Friday, the 28th of March, was spent on the upper part of the bridle path filming sequences for Episode Four showing'Jamie's escape from the Confederate horsemen, as well as the subsequent recapture of'Jamie and Lady'Jennifer later in the episode.
The crew returned to the lower part of the bridle path location the following Monday, where the day was spent filming the Confederate attack upon the World War I ambulance.
Moving eastwards, the meanders of the Cuckmere River in the Seven Sisters Country Park formed the backdrop to the scenes of the Doctor and his friends crossing into a new war zone and encountering a group of Roman soldiers complete with chariot.
The shots of the charging legion were filmed from the BBC's usual camera vehicle, a soft-suspension Citroen 2 CV, with much of the camera work being done by assistant'John Walker, under the auspices of senior film cameraman Alan'Jonas.

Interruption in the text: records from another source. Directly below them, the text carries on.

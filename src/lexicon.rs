//! Keyword tables driving query generation and scoring.
//!
//! Everything the matcher knows about uploader naming conventions lives here
//! as one named configuration structure, independently testable and separate
//! from scoring control flow. `Lexicon::default()` carries the production
//! tables; tests can construct trimmed-down variants.

/// Keyword tables used by the query generator and candidate scorer.
#[derive(Clone, Debug)]
pub struct Lexicon {
    /// Uploader/descriptor suffixes stripped from the end of titles
    /// (case-insensitive).
    pub uploader_suffixes: Vec<&'static str>,
    /// Keywords marking a hyphen segment as a channel name rather than an
    /// artist candidate.
    pub descriptor_keywords: Vec<&'static str>,
    /// Keywords marking a source artist string as channel-like, which
    /// suppresses the artist-mismatch penalty.
    pub channel_like_keywords: Vec<&'static str>,
    /// Substrings marking a candidate title as a remix/mashup/cover.
    pub remix_markers: Vec<&'static str>,
    /// Version suffixes stripped from loose titles before comparison.
    pub version_suffixes: Vec<&'static str>,
    /// Known-artist lookup: lowercase pattern -> canonical artist name.
    /// Ordered; the first matching pattern wins.
    pub known_artists: Vec<(&'static str, &'static str)>,
    /// Titles common enough that the bare cleaned title is always worth
    /// searching on its own.
    pub well_known_titles: Vec<&'static str>,
    /// Live/official suffixes stripped for the extra no-suffix variant.
    pub live_suffixes: Vec<&'static str>,
}

impl Default for Lexicon {
    fn default() -> Self {
        Self {
            uploader_suffixes: vec![
                " (Official Audio)",
                " (Official Video)",
                " (Official Music Video)",
                " (Lyrics)",
                " (Lyric Video)",
                " (Audio)",
                " (Video)",
                " (Slowed)",
                " (Sped Up)",
                " (Remix)",
                " (Lo-Fi Remix)",
                " (Instrumental)",
                " (Beat)",
                " (Type Beat)",
                " (Free)",
                " [FREE]",
                " (No Copyright Music)",
                " (No Copyright)",
            ],
            descriptor_keywords: vec![
                "music",
                "orchestral",
                "cinematic",
                "epic",
                "drone",
                "instrumental",
                "records",
                "studios",
                "mix",
                "channel",
                "official",
                "masterpiece",
            ],
            channel_like_keywords: vec![
                "records",
                "music only",
                "studios",
                "channel",
                "official",
                "cosmonaut",
                "cercle",
                "mix",
                "cinematic",
            ],
            remix_markers: vec!["remix", "mashup", "cover", "x", "×"],
            version_suffixes: vec![
                " (slowed)",
                " (sped up)",
                " (remix)",
                " (instrumental)",
                " (beat)",
                " (type beat)",
                " (free)",
                " [free]",
            ],
            known_artists: vec![
                ("clams casino", "Clams Casino"),
                ("post malone", "Post Malone"),
                ("kanye west", "Kanye West"),
                ("kendrick lamar", "Kendrick Lamar"),
                ("juice wrld", "Juice WRLD"),
                ("asap rocky", "A$AP Rocky"),
            ],
            well_known_titles: vec![
                "good morning",
                "loyalty",
                "congratulations",
                "too many nights",
                "i'm god",
            ],
            live_suffixes: vec![
                " (Live)",
                " (Official Audio)",
                " (Official Video)",
                " (Official Music Video)",
            ],
        }
    }
}

impl Lexicon {
    /// Strip uploader/descriptor suffixes from the end of a title.
    /// Suffixes are checked in table order; each may strip at most once.
    pub fn strip_uploader_suffixes(&self, title: &str) -> String {
        let mut result = title.to_string();
        for suffix in &self.uploader_suffixes {
            let lower = result.to_lowercase();
            if lower.ends_with(&suffix.to_lowercase()) {
                result.truncate(result.len() - suffix.len());
            }
        }
        result
    }

    /// True if a hyphen segment looks like a channel name, not an artist.
    pub fn is_descriptor_segment(&self, segment: &str) -> bool {
        let lower = segment.to_lowercase();
        self.descriptor_keywords.iter().any(|kw| lower.contains(kw))
    }

    /// True if a source artist string looks like an uploader channel.
    pub fn is_channel_like(&self, artists_loose: &str) -> bool {
        self.channel_like_keywords
            .iter()
            .any(|kw| artists_loose.contains(kw))
    }

    /// First known-artist canonical name whose pattern appears in `text`
    /// (lowercased haystack).
    pub fn known_artist_in(&self, text: &str) -> Option<&'static str> {
        let lower = text.to_lowercase();
        self.known_artists
            .iter()
            .find(|(pattern, _)| lower.contains(pattern))
            .map(|&(_, canonical)| canonical)
    }

    /// Lowercase pattern of the first known artist appearing in `text`.
    /// Used by the scorer's expected-artist bonus.
    pub fn known_artist_pattern_in(&self, text: &str) -> Option<&'static str> {
        let lower = text.to_lowercase();
        self.known_artists
            .iter()
            .find(|(pattern, _)| lower.contains(pattern))
            .map(|&(pattern, _)| pattern)
    }

    /// Strip version suffixes from an already-lowercased title.
    pub fn strip_version_suffixes(&self, title_loose: &str) -> String {
        let mut result = title_loose.to_string();
        for suffix in &self.version_suffixes {
            if result.ends_with(suffix) {
                result.truncate(result.len() - suffix.len());
            }
        }
        result
    }

    /// True if the cleaned title contains a well-known title.
    pub fn is_well_known_title(&self, title: &str) -> bool {
        let lower = title.to_lowercase();
        self.well_known_titles.iter().any(|t| lower.contains(t))
    }
}

#[cfg(test)]
mod tests {
    use super::*;

    #[test]
    fn test_strip_uploader_suffixes() {
        let lex = Lexicon::default();
        assert_eq!(lex.strip_uploader_suffixes("Song (Official Audio)"), "Song");
        assert_eq!(lex.strip_uploader_suffixes("Song (official audio)"), "Song");
        assert_eq!(lex.strip_uploader_suffixes("Plain Song"), "Plain Song");
    }

    #[test]
    fn test_descriptor_segment() {
        let lex = Lexicon::default();
        assert!(lex.is_descriptor_segment("Epic Music Channel"));
        assert!(lex.is_descriptor_segment("Cinematic Records"));
        assert!(!lex.is_descriptor_segment("Audiomachine"));
    }

    #[test]
    fn test_known_artist_lookup() {
        let lex = Lexicon::default();
        assert_eq!(lex.known_artist_in("i'm god clams casino"), Some("Clams Casino"));
        assert_eq!(lex.known_artist_in("ASAP Rocky type beat"), Some("A$AP Rocky"));
        assert_eq!(lex.known_artist_in("unrelated"), None);
    }

    #[test]
    fn test_strip_version_suffixes() {
        let lex = Lexicon::default();
        assert_eq!(lex.strip_version_suffixes("song (remix)"), "song");
        assert_eq!(lex.strip_version_suffixes("song (sped up)"), "song");
        assert_eq!(lex.strip_version_suffixes("song"), "song");
    }

    #[test]
    fn test_channel_like() {
        let lex = Lexicon::default();
        assert!(lex.is_channel_like("epic cinematic studios"));
        assert!(!lex.is_channel_like("audiomachine"));
    }
}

As with the filming at Sheepcote Tip, the scenes shot in the Cuckmere Valley drew the attention of the local press.
With the Sussex Express & County Herald reporting on the visit of a Roman legion on Thursday, April the 3rd.
Just a short distance away from the Seven Sisters Country Park is the small, secluded village of West Dean.
With only a single road leading to and from the village, this quiet location featured primarily in the Doctor's brazen commandeering of an army staff car to take Zoe and himself to the prison.
The final day of location work took the crew further along the A259 to Birling Manor and its outlying farm buildings, owned then, as it still is today, by the Davis-Gilbert family.
The farm buildings were used to represent the exterior of the French chateau, where the Doctor faces execution by a World War I firing squad at the end of the first episode.
The building that the sniper fires from to interrupt the firing squad was the same one later used in Episode Eight, when the British and French infantrymen attack the Crimean War Zone.
The main driveway into Birling Manor and the nearby pond were used for the Doctor's view of the military prison, through his telescope in Episode Two.
The War Games brought to an end not only Patrick Troughton's time on the programme, but also an end to the black and white era of Doctor Who.
When the programme returned in the opening week of 1970, it would have a new Doctor and, for the first time, be shot in colour.